2.3.2 - Pretende o recorrente que seja dado por não escrito o referido nos pontos 3, 4, 6, 7, 8, 9 e 10 dados como provados, com consequente absolvição pelo crime de violência doméstica, alegando que o respectivo conteúdo consubstancia imputações genéricas, com utilização de fórmulas vagas e imprecisas, temporal e factualmente indefinidas, não permitindo um efectivo contraditório e impossibilitando uma cabal defesa do arguido.

Ora, percorrendo a matéria de facto ( pontos 1 a 10 e 23) constata-se que o arguido, vivendo em comunhão de mesa, leito e habitação com a vítima desde 30 de agosto de 1982, data do casamento entre ambos, casamento no decurso do qual tiveram três filhos, começou pouco tempo depois a exercer violência física e a ofender verbalmente a esposa, impedindo-a ainda de vestir certos artigos de vestuário, de se relacionar com terceiros, controlando os seus horários e movimentos.

Especificando:

Na residência de ambos e em diversas ocasiões chamou-lhe "puta", "vaca", "inútil", "entrevada", "porca" e "malandra",  desferiu-lhe uma bofetada na face, na presença da filha de ambos, GG e numa outra ocasião agarrou-a e abanou-a com força, na presença da mesma filha.
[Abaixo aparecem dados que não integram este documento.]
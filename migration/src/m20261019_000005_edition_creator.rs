use sea_orm_migration::{prelude::*, schema::*};

use crate::{
    m20261019_000002_creator::Creator, m20261019_000004_collected_edition::CollectedEdition,
};

static IDX_EDITION_CREATOR_CREATOR_ID: &str = "idx_edition_creator_creator_id";
static FK_EDITION_CREATOR_EDITION_ID: &str = "fk_edition_creator_edition_id";
static FK_EDITION_CREATOR_CREATOR_ID: &str = "fk_edition_creator_creator_id";

#[derive(DeriveMigrationName)]
pub struct Migration;

#[async_trait::async_trait]
impl MigrationTrait for Migration {
    async fn up(&self, manager: &SchemaManager) -> Result<(), DbErr> {
        manager
            .create_table(
                Table::create()
                    .table(EditionCreator::Table)
                    .if_not_exists()
                    .col(integer(EditionCreator::EditionId))
                    .col(integer(EditionCreator::CreatorId))
                    .col(string(EditionCreator::Role))
                    .col(timestamp(EditionCreator::CreatedAt))
                    .primary_key(
                        Index::create()
                            .col(EditionCreator::EditionId)
                            .col(EditionCreator::CreatorId)
                            .col(EditionCreator::Role),
                    )
                    .to_owned(),
            )
            .await?;

        manager
            .create_index(
                Index::create()
                    .name(IDX_EDITION_CREATOR_CREATOR_ID)
                    .table(EditionCreator::Table)
                    .col(EditionCreator::CreatorId)
                    .to_owned(),
            )
            .await?;

        manager
            .create_foreign_key(
                ForeignKey::create()
                    .name(FK_EDITION_CREATOR_EDITION_ID)
                    .from_tbl(EditionCreator::Table)
                    .from_col(EditionCreator::EditionId)
                    .to_tbl(CollectedEdition::Table)
                    .to_col(CollectedEdition::Id)
                    .on_delete(ForeignKeyAction::Cascade)
                    .to_owned(),
            )
            .await?;

        manager
            .create_foreign_key(
                ForeignKey::create()
                    .name(FK_EDITION_CREATOR_CREATOR_ID)
                    .from_tbl(EditionCreator::Table)
                    .from_col(EditionCreator::CreatorId)
                    .to_tbl(Creator::Table)
                    .to_col(Creator::Id)
                    .on_delete(ForeignKeyAction::Cascade)
                    .to_owned(),
            )
            .await?;

        Ok(())
    }

    async fn down(&self, manager: &SchemaManager) -> Result<(), DbErr> {
        manager
            .drop_foreign_key(
                ForeignKey::drop()
                    .name(FK_EDITION_CREATOR_CREATOR_ID)
                    .table(EditionCreator::Table)
                    .to_owned(),
            )
            .await?;

        manager
            .drop_foreign_key(
                ForeignKey::drop()
                    .name(FK_EDITION_CREATOR_EDITION_ID)
                    .table(EditionCreator::Table)
                    .to_owned(),
            )
            .await?;

        manager
            .drop_index(
                Index::drop()
                    .name(IDX_EDITION_CREATOR_CREATOR_ID)
                    .table(EditionCreator::Table)
                    .to_owned(),
            )
            .await?;

        manager
            .drop_table(Table::drop().table(EditionCreator::Table).to_owned())
            .await?;

        Ok(())
    }
}

#[derive(DeriveIden)]
pub enum EditionCreator {
    #[sea_orm(iden = "edition_creators")]
    Table,
    EditionId,
    CreatorId,
    Role,
    CreatedAt,
}
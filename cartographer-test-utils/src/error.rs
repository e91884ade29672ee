use thiserror::Error;

#[derive(Error, Debug)]
pub enum TestError {
    #[error(transparent)]
    DbErr(#[from] sea_orm::DbErr),
    #[error(transparent)]
    Io(#[from] std::io::Error),
    #[error(transparent)]
    Json(#[from] serde_json::Error),
}
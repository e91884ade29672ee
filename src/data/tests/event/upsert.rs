use super::*;

/// Expect an event to be inserted once per slug, keeping its first-seeded fields
#[tokio::test]
async fn inserts_event_once() -> Result<(), TestError> {
    let test = TestBuilder::new()
        .with_table(entity::prelude::Era)
        .with_table(entity::prelude::Event)
        .build()
        .await?;
    let era = test.catalog().insert_mock_era("modern-age").await?;
    let event: EventRecord =
        serde_json::from_value(factory::event("secret-wars-1984", Some("modern-age")))?;

    let event_repo = EventRepository::new(&test.db);
    let first = event_repo.upsert(&event, Some(era.id)).await?;
    let second = event_repo.upsert(&event, None).await?;

    assert!(first);
    assert!(!second);
    let stored = entity::prelude::Event::find().one(&test.db).await?.unwrap();
    assert_eq!(stored.year, 1984);
    assert_eq!(stored.era_id, Some(era.id));

    Ok(())
}
//! Story arc records.

use serde::Deserialize;

use crate::model::lenient::{blank_as_none, null_as_default};

/// Entry of `story_arcs.json`. The era reference is optional.
#[derive(Debug, Clone, Default, PartialEq, Eq, Deserialize)]
#[serde(default)]
pub struct StoryArcRecord {
    pub slug: String,
    pub name: String,
    #[serde(deserialize_with = "blank_as_none")]
    pub issues: Option<String>,
    #[serde(deserialize_with = "blank_as_none")]
    pub era_slug: Option<String>,
    pub importance: String,
    #[serde(deserialize_with = "blank_as_none")]
    pub synopsis: Option<String>,
    #[serde(deserialize_with = "null_as_default")]
    pub tags: Vec<String>,
}
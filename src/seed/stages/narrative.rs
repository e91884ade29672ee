use sea_orm::ConnectionTrait;

use crate::{
    data::{
        conflict::ContinuityConflictRepository, event::EventRepository,
        story_arc::StoryArcRepository,
    },
    error::seed::SeedError,
    model::{conflict::ContinuityConflictRecord, event::EventRecord, story_arc::StoryArcRecord},
    seed::{
        context::SeedContext,
        outcome::{RecordOutcome, StageReport},
        stage::Stage,
        SeedPipeline,
    },
};

impl<'a, C: ConnectionTrait> SeedPipeline<'a, C> {
    pub(in crate::seed) async fn seed_conflicts(&self) -> Result<StageReport, SeedError> {
        let Some(conflicts) = self
            .load::<ContinuityConflictRecord>(Stage::ContinuityConflicts)
            .await?
        else {
            return Ok(StageReport::not_loaded(Stage::ContinuityConflicts));
        };

        let conflict_repo = ContinuityConflictRepository::new(self.db);
        let mut report = StageReport::new(Stage::ContinuityConflicts);

        for conflict in &conflicts {
            let outcome = RecordOutcome::from(conflict_repo.upsert(conflict).await);
            report.tally(&conflict.slug, outcome)?;
        }

        Ok(report)
    }

    pub(in crate::seed) async fn seed_story_arcs(
        &self,
        ctx: &SeedContext,
    ) -> Result<StageReport, SeedError> {
        let Some(arcs) = self.load::<StoryArcRecord>(Stage::StoryArcs).await? else {
            return Ok(StageReport::not_loaded(Stage::StoryArcs));
        };

        let arc_repo = StoryArcRepository::new(self.db);
        let mut report = StageReport::new(Stage::StoryArcs);

        for arc in &arcs {
            let era_id = optional_era_id(ctx, Stage::StoryArcs, &arc.slug, arc.era_slug.as_deref());
            let outcome = RecordOutcome::from(arc_repo.upsert(arc, era_id).await);
            report.tally(&arc.slug, outcome)?;
        }

        Ok(report)
    }

    pub(in crate::seed) async fn seed_events(
        &self,
        ctx: &SeedContext,
    ) -> Result<StageReport, SeedError> {
        let Some(events) = self.load::<EventRecord>(Stage::Events).await? else {
            return Ok(StageReport::not_loaded(Stage::Events));
        };

        let event_repo = EventRepository::new(self.db);
        let mut report = StageReport::new(Stage::Events);

        for event in &events {
            let era_id = optional_era_id(ctx, Stage::Events, &event.slug, event.era_slug.as_deref());
            let outcome = RecordOutcome::from(event_repo.upsert(event, era_id).await);
            report.tally(&event.slug, outcome)?;
        }

        Ok(report)
    }
}

/// Resolve an optional era reference. An unknown era is logged and stored as no era.
fn optional_era_id(
    ctx: &SeedContext,
    stage: Stage,
    slug: &str,
    era_slug: Option<&str>,
) -> Option<i32> {
    let era_slug = era_slug?;
    let era_id = ctx.era_ids.get(era_slug).copied();

    if era_id.is_none() {
        tracing::warn!(
            stage = %stage,
            record = slug,
            era = era_slug,
            "Era not found, storing record without an era"
        );
    }

    era_id
}
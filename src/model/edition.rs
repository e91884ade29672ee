//! Collected edition records and their creator credits.

use serde::Deserialize;

use crate::model::lenient::{blank_as_none, null_as_default};

/// Role recorded for an edition creator whose role is left blank.
pub static DEFAULT_CREATOR_ROLE: &str = "writer";

/// Entry of `collected_editions.json`.
#[derive(Debug, Clone, Default, PartialEq, Eq, Deserialize)]
#[serde(default)]
pub struct CollectedEditionRecord {
    pub slug: String,
    pub title: String,
    pub format: String,
    #[serde(deserialize_with = "blank_as_none")]
    pub issues_collected: Option<String>,
    #[serde(deserialize_with = "null_as_default")]
    pub issue_count: i32,
    pub print_status: String,
    pub importance: String,
    pub era_slug: String,
    #[serde(deserialize_with = "null_as_default")]
    pub creators: Vec<EditionCreatorRecord>,
    #[serde(deserialize_with = "blank_as_none")]
    pub synopsis: Option<String>,
    #[serde(deserialize_with = "blank_as_none")]
    pub connection_notes: Option<String>,
}

/// Creator credit embedded in a collected edition, identified by display name only.
#[derive(Debug, Clone, Default, PartialEq, Eq, Deserialize)]
#[serde(default)]
pub struct EditionCreatorRecord {
    pub name: String,
    #[serde(deserialize_with = "blank_as_none")]
    pub role: Option<String>,
}

impl EditionCreatorRecord {
    pub fn role(&self) -> &str {
        self.role.as_deref().unwrap_or(DEFAULT_CREATOR_ROLE)
    }
}
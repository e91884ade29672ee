//! Test fixture modules.
//!
//! - `catalog` - Inserts parent catalog rows (eras, creators, editions) straight into the test database
//! - `factory` - Builds JSON records shaped like the entries of the seed data files

use crate::TestContext;

pub mod catalog;
pub mod factory;

impl TestContext {
    pub fn catalog<'a>(&'a self) -> CatalogFixtures<'a> {
        CatalogFixtures { setup: self }
    }
}

pub struct CatalogFixtures<'a> {
    pub setup: &'a TestContext,
}
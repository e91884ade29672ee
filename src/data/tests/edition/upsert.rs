use super::*;

/// Expect Ok with the era foreign key set
#[tokio::test]
async fn creates_new_edition_in_era() -> Result<(), TestError> {
    let test = TestBuilder::new()
        .with_table(entity::prelude::Era)
        .with_table(entity::prelude::CollectedEdition)
        .with_mock_era("silver-age")
        .build()
        .await?;
    let era = test.catalog().insert_mock_era("silver-age").await?;
    let edition: CollectedEditionRecord =
        serde_json::from_value(factory::edition("fantastic-four-omnibus-1", "silver-age"))?;

    let edition_repo = EditionRepository::new(&test.db);
    let created = edition_repo.upsert(&edition, era.id).await?;

    assert_eq!(created.slug, "fantastic-four-omnibus-1");
    assert_eq!(created.era_id, era.id);
    assert_eq!(created.issue_count, 30);

    Ok(())
}

/// Expect only the title to change when upserting an existing slug
#[tokio::test]
async fn updates_only_title_of_existing_edition() -> Result<(), TestError> {
    let test = TestBuilder::new()
        .with_table(entity::prelude::Era)
        .with_table(entity::prelude::CollectedEdition)
        .build()
        .await?;
    let era = test.catalog().insert_mock_era("silver-age").await?;
    let edition: CollectedEditionRecord =
        serde_json::from_value(factory::edition("fantastic-four-omnibus-1", "silver-age"))?;
    let edition_repo = EditionRepository::new(&test.db);
    let initial = edition_repo.upsert(&edition, era.id).await?;

    let revised = CollectedEditionRecord {
        title: "Fantastic Four Omnibus Vol. 1 (New Printing)".to_string(),
        print_status: "out_of_print".to_string(),
        ..edition
    };
    let updated = edition_repo.upsert(&revised, era.id).await?;

    assert_eq!(updated.id, initial.id);
    assert_eq!(updated.title, "Fantastic Four Omnibus Vol. 1 (New Printing)");
    assert_eq!(updated.print_status, initial.print_status);

    Ok(())
}

/// Expect Error when the era ID does not exist
#[tokio::test]
async fn fails_for_unknown_era_id() -> Result<(), TestError> {
    let test = TestBuilder::new()
        .with_table(entity::prelude::Era)
        .with_table(entity::prelude::CollectedEdition)
        .build()
        .await?;
    let edition: CollectedEditionRecord =
        serde_json::from_value(factory::edition("fantastic-four-omnibus-1", "silver-age"))?;

    let edition_repo = EditionRepository::new(&test.db);
    let result = edition_repo.upsert(&edition, 999).await;

    assert!(result.is_err());

    Ok(())
}
//! Errors that end a seed run.

use sea_orm::DbErr;
use thiserror::Error;

use crate::{error::load::LoadError, seed::stage::Stage};

/// Failure that leaves the dependency chain unusable and aborts the run.
#[derive(Error, Debug)]
pub enum SeedError {
    #[error("Failed to load {stage} data: {source}")]
    Load {
        stage: Stage,
        #[source]
        source: LoadError,
    },
    #[error("Failed to persist {stage} record '{key}': {source}")]
    Persist {
        stage: Stage,
        key: String,
        #[source]
        source: DbErr,
    },
}
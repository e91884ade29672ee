use super::*;

/// Expect defaults for strength, confidence and interpretation when the record omits them
#[tokio::test]
async fn inserts_connection_with_defaults() -> Result<(), TestError> {
    let test = TestBuilder::new().with_seed_tables().build().await?;
    let source = test
        .catalog()
        .insert_mock_edition("fantastic-four-omnibus-1", "silver-age")
        .await?;
    let target = test
        .catalog()
        .insert_mock_edition("fantastic-four-omnibus-2", "silver-age")
        .await?;
    let connection: ConnectionRecord = serde_json::from_value(factory::connection(
        "fantastic-four-omnibus-1",
        "fantastic-four-omnibus-2",
        "leads_to",
    ))?;

    let connection_repo = ConnectionRepository::new(&test.db);
    let inserted = connection_repo
        .insert(&connection, source.id, target.id)
        .await?;

    assert!(inserted);
    let stored = entity::prelude::Connection::find()
        .one(&test.db)
        .await?
        .unwrap();
    assert_eq!(stored.source_id, source.id);
    assert_eq!(stored.target_id, target.id);
    assert_eq!(stored.strength, 5);
    assert_eq!(stored.confidence, 80);
    assert_eq!(stored.interpretation, "official");

    Ok(())
}

/// Expect a duplicate connection to be a no-op
#[tokio::test]
async fn ignores_duplicate_connection() -> Result<(), TestError> {
    let test = TestBuilder::new().with_seed_tables().build().await?;
    let source = test
        .catalog()
        .insert_mock_edition("fantastic-four-omnibus-1", "silver-age")
        .await?;
    let target = test
        .catalog()
        .insert_mock_edition("fantastic-four-omnibus-2", "silver-age")
        .await?;
    let connection: ConnectionRecord = serde_json::from_value(factory::connection(
        "fantastic-four-omnibus-1",
        "fantastic-four-omnibus-2",
        "leads_to",
    ))?;

    let connection_repo = ConnectionRepository::new(&test.db);
    connection_repo
        .insert(&connection, source.id, target.id)
        .await?;
    let inserted = connection_repo
        .insert(&connection, source.id, target.id)
        .await?;

    assert!(!inserted);
    assert_eq!(test.count(entity::prelude::Connection).await?, 1);

    Ok(())
}
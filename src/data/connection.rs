use chrono::Utc;
use sea_orm::{
    sea_query::OnConflict, ActiveValue, ConnectionTrait, DbErr, EntityTrait, TryInsertResult,
};

use crate::model::connection::ConnectionRecord;

/// Writes connections between editions.
pub struct ConnectionRepository<'a, C: ConnectionTrait> {
    db: &'a C,
}

impl<'a, C: ConnectionTrait> ConnectionRepository<'a, C> {
    /// Create a repository over `db`
    pub fn new(db: &'a C) -> Self {
        Self { db }
    }

    /// Insert a connection between two resolved endpoints
    ///
    /// Connections are unique on (source, target, connection type); a duplicate is a no-op.
    ///
    /// # Returns
    /// - `Ok(true)`: A new connection was inserted
    /// - `Ok(false)`: An identical connection already existed
    pub async fn insert(
        &self,
        connection: &ConnectionRecord,
        source_id: i32,
        target_id: i32,
    ) -> Result<bool, DbErr> {
        let result = entity::prelude::Connection::insert(entity::connection::ActiveModel {
            source_type: ActiveValue::Set(connection.source_type.clone()),
            source_id: ActiveValue::Set(source_id),
            target_type: ActiveValue::Set(connection.target_type.clone()),
            target_id: ActiveValue::Set(target_id),
            connection_type: ActiveValue::Set(connection.connection_type.clone()),
            strength: ActiveValue::Set(connection.strength()),
            confidence: ActiveValue::Set(connection.confidence()),
            interpretation: ActiveValue::Set(connection.interpretation().to_string()),
            description: ActiveValue::Set(connection.description.clone()),
            citation: ActiveValue::Set(connection.citation.clone()),
            created_at: ActiveValue::Set(Utc::now().naive_utc()),
            ..Default::default()
        })
        .on_conflict(
            OnConflict::columns([
                entity::connection::Column::SourceType,
                entity::connection::Column::SourceId,
                entity::connection::Column::TargetType,
                entity::connection::Column::TargetId,
                entity::connection::Column::ConnectionType,
            ])
            .do_nothing()
            .to_owned(),
        )
        .do_nothing()
        .exec(self.db)
        .await?;

        Ok(matches!(result, TryInsertResult::Inserted(_)))
    }
}
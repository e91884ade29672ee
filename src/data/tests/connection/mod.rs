use super::*;

mod insert;
//! JSON record builders shaped like the entries of the seed data files.
//!
//! Each builder fills in every required field with test values. Tests that need a
//! defective record can edit the returned value before writing it.

use serde_json::{json, Value};

/// Create an era record.
pub fn era(slug: &str, name: &str) -> Value {
    json!({
        "slug": slug,
        "name": name,
        "number": 2,
        "year_start": 1961,
        "year_end": 1970,
        "subtitle": "The Marvel Age",
        "description": "Test era",
        "color": "#c0392b"
    })
}

/// Create a creator record.
pub fn creator(slug: &str, name: &str) -> Value {
    json!({
        "slug": slug,
        "name": name,
        "roles": ["writer"],
        "active_years": "1961-1970",
        "bio": null
    })
}

/// Create a character record without a universe, so the default applies.
pub fn character(slug: &str, name: &str) -> Value {
    json!({
        "slug": slug,
        "name": name,
        "aliases": [],
        "first_appearance_issue": "Fantastic Four #1",
        "teams": ["Fantastic Four"],
        "description": null
    })
}

/// Create a collected edition record with no creator credits.
pub fn edition(slug: &str, era_slug: &str) -> Value {
    edition_with_creators(slug, era_slug, &[])
}

/// Create a collected edition record crediting each `(name, role)` pair.
pub fn edition_with_creators(slug: &str, era_slug: &str, creators: &[(&str, &str)]) -> Value {
    let creators: Vec<Value> = creators
        .iter()
        .map(|(name, role)| json!({ "name": name, "role": role }))
        .collect();

    json!({
        "slug": slug,
        "title": format!("Edition {}", slug),
        "format": "omnibus",
        "issues_collected": "#1-30",
        "issue_count": 30,
        "print_status": "in_print",
        "importance": "essential",
        "era_slug": era_slug,
        "creators": creators,
        "synopsis": null,
        "connection_notes": null
    })
}

/// Create an edition-to-edition connection record with default strength and confidence.
pub fn connection(source_slug: &str, target_slug: &str, connection_type: &str) -> Value {
    json!({
        "source_type": "edition",
        "source_slug": source_slug,
        "target_type": "edition",
        "target_slug": target_slug,
        "connection_type": connection_type
    })
}

/// Create a continuity conflict record.
pub fn conflict(slug: &str) -> Value {
    json!({
        "slug": slug,
        "title": format!("Conflict {}", slug),
        "description": "Two accounts disagree",
        "official_stance": null,
        "confidence": 60,
        "source_citations": ["Test #1"],
        "tags": ["retcon"]
    })
}

/// Create a story arc record, optionally placed in an era.
pub fn story_arc(slug: &str, era_slug: Option<&str>) -> Value {
    json!({
        "slug": slug,
        "name": format!("Arc {}", slug),
        "issues": "#1-3",
        "era_slug": era_slug,
        "importance": "recommended",
        "tags": []
    })
}

/// Create an event record, optionally placed in an era.
pub fn event(slug: &str, era_slug: Option<&str>) -> Value {
    json!({
        "slug": slug,
        "name": format!("Event {}", slug),
        "year": 1984,
        "core_issues": "#1-12",
        "importance": "essential",
        "era_slug": era_slug,
        "tags": ["crossover"]
    })
}

/// Create a reading path record with one entry per `(position, edition_slug)` pair.
pub fn reading_path(slug: &str, entries: &[(i32, &str)]) -> Value {
    let entries: Vec<Value> = entries
        .iter()
        .map(|(position, edition_slug)| {
            json!({ "position": position, "edition_slug": edition_slug, "is_optional": false })
        })
        .collect();

    json!({
        "slug": slug,
        "name": format!("Path {}", slug),
        "path_type": "curated",
        "difficulty": "beginner",
        "description": null,
        "estimated_issues": 100,
        "entries": entries
    })
}

/// Create a retailer record.
pub fn retailer(slug: &str) -> Value {
    json!({
        "slug": slug,
        "name": format!("Retailer {}", slug),
        "url": "https://example.com",
        "is_digital": false,
        "ships_international": true
    })
}

/// Create a resource record.
pub fn resource(name: &str) -> Value {
    json!({
        "name": name,
        "resource_type": "wiki",
        "url": "https://example.com/wiki",
        "focus": "continuity"
    })
}
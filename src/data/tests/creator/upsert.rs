use super::*;

/// Expect Ok with roles stored as a JSON array
#[tokio::test]
async fn creates_new_creator() -> Result<(), TestError> {
    let test = TestBuilder::new()
        .with_table(entity::prelude::Creator)
        .build()
        .await?;
    let creator: CreatorRecord = serde_json::from_value(factory::creator("stan-lee", "Stan Lee"))?;

    let creator_repo = CreatorRepository::new(&test.db);
    let created = creator_repo.upsert(&creator).await?;

    assert_eq!(created.slug, "stan-lee");
    assert_eq!(created.roles, serde_json::json!(["writer"]));
    assert_eq!(created.bio, None);

    Ok(())
}

/// Expect the existing row to keep its ID and pick up the new name
#[tokio::test]
async fn updates_name_of_existing_creator() -> Result<(), TestError> {
    let test = TestBuilder::new()
        .with_table(entity::prelude::Creator)
        .build()
        .await?;
    let creator: CreatorRecord = serde_json::from_value(factory::creator("stan-lee", "Stan Lee"))?;
    let creator_repo = CreatorRepository::new(&test.db);
    let initial = creator_repo.upsert(&creator).await?;

    let renamed = CreatorRecord {
        name: "Stan \"The Man\" Lee".to_string(),
        ..creator
    };
    let updated = creator_repo.upsert(&renamed).await?;

    assert_eq!(updated.id, initial.id);
    assert_eq!(updated.name, "Stan \"The Man\" Lee");
    assert_eq!(test.count(entity::prelude::Creator).await?, 1);

    Ok(())
}
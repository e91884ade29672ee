use super::*;

/// Expect a conflict to be inserted once per slug
#[tokio::test]
async fn inserts_conflict_once() -> Result<(), TestError> {
    let test = TestBuilder::new()
        .with_table(entity::prelude::ContinuityConflict)
        .build()
        .await?;
    let conflict: ContinuityConflictRecord =
        serde_json::from_value(factory::conflict("sliding-timescale"))?;

    let conflict_repo = ContinuityConflictRepository::new(&test.db);
    let first = conflict_repo.upsert(&conflict).await?;
    let second = conflict_repo.upsert(&conflict).await?;

    assert!(first);
    assert!(!second);
    let stored = entity::prelude::ContinuityConflict::find()
        .one(&test.db)
        .await?
        .unwrap();
    assert_eq!(stored.confidence, 60);
    assert_eq!(stored.tags, serde_json::json!(["retcon"]));

    Ok(())
}
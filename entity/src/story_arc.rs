use sea_orm::entity::prelude::*;

#[derive(Clone, Debug, PartialEq, Eq, DeriveEntityModel)]
#[sea_orm(table_name = "story_arcs")]
pub struct Model {
    #[sea_orm(primary_key)]
    pub id: i32,
    #[sea_orm(unique)]
    pub slug: String,
    pub name: String,
    pub issues: Option<String>,
    pub era_id: Option<i32>,
    pub importance: String,
    #[sea_orm(column_type = "Text", nullable)]
    pub synopsis: Option<String>,
    pub tags: Json,
    pub created_at: DateTime,
    pub updated_at: DateTime,
}

#[derive(Copy, Clone, Debug, EnumIter, DeriveRelation)]
pub enum Relation {
    #[sea_orm(
        belongs_to = "super::era::Entity",
        from = "Column::EraId",
        to = "super::era::Column::Id",
        on_update = "NoAction",
        on_delete = "SetNull"
    )]
    Era,
}

impl Related<super::era::Entity> for Entity {
    fn to() -> RelationDef {
        Relation::Era.def()
    }
}

impl ActiveModelBehavior for ActiveModel {}
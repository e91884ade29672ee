use cartographer_test_utils::prelude::*;
use sea_orm::{ColumnTrait, EntityTrait, QueryFilter};
use serde_json::json;

use crate::{
    error::{seed::SeedError, Error},
    seed::{
        outcome::Tally,
        stage::{FailurePolicy, Stage},
        SeedPipeline,
    },
};

mod edition;

/// Builder with seed tables and an empty array for every required data file.
///
/// Files added afterwards with the same name replace the empty ones.
fn seed_builder() -> TestBuilder {
    Stage::ALL
        .into_iter()
        .filter(|stage| stage.load_policy() == FailurePolicy::Fatal)
        .fold(TestBuilder::new().with_seed_tables(), |builder, stage| {
            builder.with_data_file(stage.file_name(), json!([]))
        })
}
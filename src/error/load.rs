//! Data file loading errors.

use std::path::PathBuf;

use thiserror::Error;

/// Failure to read or decode a JSON data file.
#[derive(Error, Debug)]
pub enum LoadError {
    #[error("Failed to read {}: {source}", .path.display())]
    Read {
        path: PathBuf,
        #[source]
        source: std::io::Error,
    },
    #[error("Failed to decode {}: {source}", .path.display())]
    Decode {
        path: PathBuf,
        #[source]
        source: serde_json::Error,
    },
}

impl LoadError {
    /// Path of the data file that failed to load.
    pub fn path(&self) -> &PathBuf {
        match self {
            Self::Read { path, .. } | Self::Decode { path, .. } => path,
        }
    }
}
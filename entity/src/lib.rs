//! SeaORM entities for the continuity knowledge base tables.

pub mod prelude;

pub mod character;
pub mod collected_edition;
pub mod connection;
pub mod continuity_conflict;
pub mod creator;
pub mod edition_creator;
pub mod era;
pub mod event;
pub mod reading_path;
pub mod reading_path_entry;
pub mod resource;
pub mod retailer;
pub mod story_arc;
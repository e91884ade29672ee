//! Continuity conflict records.

use serde::Deserialize;

use crate::model::lenient::{blank_as_none, null_as_default};

/// Entry of `continuity_conflicts.json`.
#[derive(Debug, Clone, Default, PartialEq, Eq, Deserialize)]
#[serde(default)]
pub struct ContinuityConflictRecord {
    pub slug: String,
    pub title: String,
    #[serde(deserialize_with = "blank_as_none")]
    pub description: Option<String>,
    #[serde(deserialize_with = "blank_as_none")]
    pub official_stance: Option<String>,
    #[serde(deserialize_with = "blank_as_none")]
    pub fan_interpretation: Option<String>,
    #[serde(deserialize_with = "blank_as_none")]
    pub editorial_context: Option<String>,
    #[serde(deserialize_with = "null_as_default")]
    pub confidence: i32,
    #[serde(deserialize_with = "null_as_default")]
    pub source_citations: Vec<String>,
    #[serde(deserialize_with = "null_as_default")]
    pub tags: Vec<String>,
}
Tais atitudes levaram a que a ofendida, por recear pela integridade física e pela vida, sua e dos filhos, saísse por várias ocasiões de casa e fosse pernoitar com os filhos no campo, sob as árvores.

Em data não apurada de 2014 ou 2015, o arguido desferiu na esposa um soco na face, o que fez na presença do filho de ambos, .... Noutras ocasiões proibiu a esposa de vestir determinados artigos de vestuário, de conversar e se relacionar com terceiros e com familiares.

O referido comportamento do arguido gerou na ofendida dores físicas, mal-estar psicológico, receio pela vida e integridade física, humilhação e vergonha.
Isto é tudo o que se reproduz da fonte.